Ross glanced in the indicated direction. The room was a good thirty feet long. Straightening away from the mantel, he marched the length of the room, turned and waited for Lawson to join him. The huge racket boss shuffled his slippered feet across the rug after him, halting with his back to the sofa.
In a low voice Lawson said, “Are you out, of your mind, Clancy? These guys are Whitey Cord’s men.”
“I’m aware of it,” Ross retorted coldly. “It was Cord who sent them after my cloakroom girl.”
Lawson hiked his ropelike eyebrows. “The little blond doll who took our hats?”
“Uh-huh.”
“So that’s what it was all about,” Lawson said musingly. “Is she something special to you?”
“Yeah. She’s my cloakroom girl.”
“If that’s all, why not let them have her?” Lawson asked in a reasoning tone. “I don’t care how much trouble you get yourself in personally, but if you get Cord sore enough, he may move in and take over the whole town. I haven’t got enough guns to fight the Syndicate.”
“I have,” Ross said savagely. “Just my own. Is that all you wanted to talk about?”
“Now don’t go off half cocked, Clancy. The Syndicate has had its eye on this town for years. I’ve kept them out almost single-handed by keeping on friendly terms with most of the big boys. Whenever I can do one of them a small favor, I do it. That’s why I got George Mott in your club tonight. I didn’t ask why he wanted in. It was just one of those things you have to do to stay on good terms.”
“You can toady up to that bunch of pimps and dope pushers if you want, Bix. I wouldn’t bother to spit on them.”
Brushing past the bigger man, he stalked over to the sofa and gazed bleakly down at the two men seated there.

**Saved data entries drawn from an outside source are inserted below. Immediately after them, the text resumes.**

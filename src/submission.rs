//! Transcript form validation.

use crate::model::AnalysisModel;

pub const EMPTY_TRANSCRIPT: &str = "Please enter a transcript to analyze";

/// A transcript cleared for submission.
#[derive(Debug, Clone, PartialEq, Eq)]
pub struct Submission {
    pub transcript: String,
    pub model: AnalysisModel,
}

/// Blank drafts never reach the network. The transcript is sent as typed,
/// surrounding whitespace included.
pub fn prepare(draft: &str, model: AnalysisModel) -> Result<Submission, &'static str> {
    if draft.trim().is_empty() {
        return Err(EMPTY_TRANSCRIPT);
    }
    Ok(Submission {
        transcript: draft.to_string(),
        model,
    })
}

/// Whether the submit button should be enabled.
pub fn can_submit(draft: &str, in_flight: bool) -> bool {
    !in_flight && !draft.trim().is_empty()
}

“I have a message for your boss, Whitey Cord,” he announced. “Tell him he stays alive exactly as long as Stella Parsons does. He’d better pray she doesn’t accidentally fall out a window or get run over by a hit-and-run driver, because if anything at all happens to her, I won’t bother to look around for murder evidence. And I won’t bother with the underlings who actually do the job. I’ll head straight for Chicago and shoot his navel back into his pelvis.”
The two men stared up at him silently.
“I also have a message for you two,” Ross continued. “Be out of town on the next plane to Chicago. The next time I see either one of you in this town, you’re dead.”
Spinning on his heel, he stalked to the door, then turned with his hand on the latch. “Would you like a message, too, Bix?”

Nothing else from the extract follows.